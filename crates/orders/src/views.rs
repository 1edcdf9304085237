//! Read models returned by order queries.

use chrono::{DateTime, Utc};
use serde::Serialize;

use aether_core::{Money, OrderId};

use crate::order::OrderStatus;

/// One row of a tenant's order list, newest first.
#[derive(Debug, Clone, PartialEq, Eq, Serialize)]
pub struct OrderSummary {
    pub id: OrderId,
    pub customer_name: String,
    pub total_amount: Money,
    pub status: OrderStatus,
    pub created_at: DateTime<Utc>,
}

/// One line of an order's detail view.
#[derive(Debug, Clone, PartialEq, Eq, Serialize)]
pub struct OrderItemView {
    pub product_name: String,
    pub quantity: i32,
    pub unit_price: Money,
    pub line_total: Money,
}

/// Detail view of a single order.
#[derive(Debug, Clone, PartialEq, Eq, Serialize)]
pub struct OrderDetails {
    pub items: Vec<OrderItemView>,
}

- - -

Search the data for "OrderId". Copy every line that has it.

use aether_core::{Money, OrderId};
    pub id: OrderId,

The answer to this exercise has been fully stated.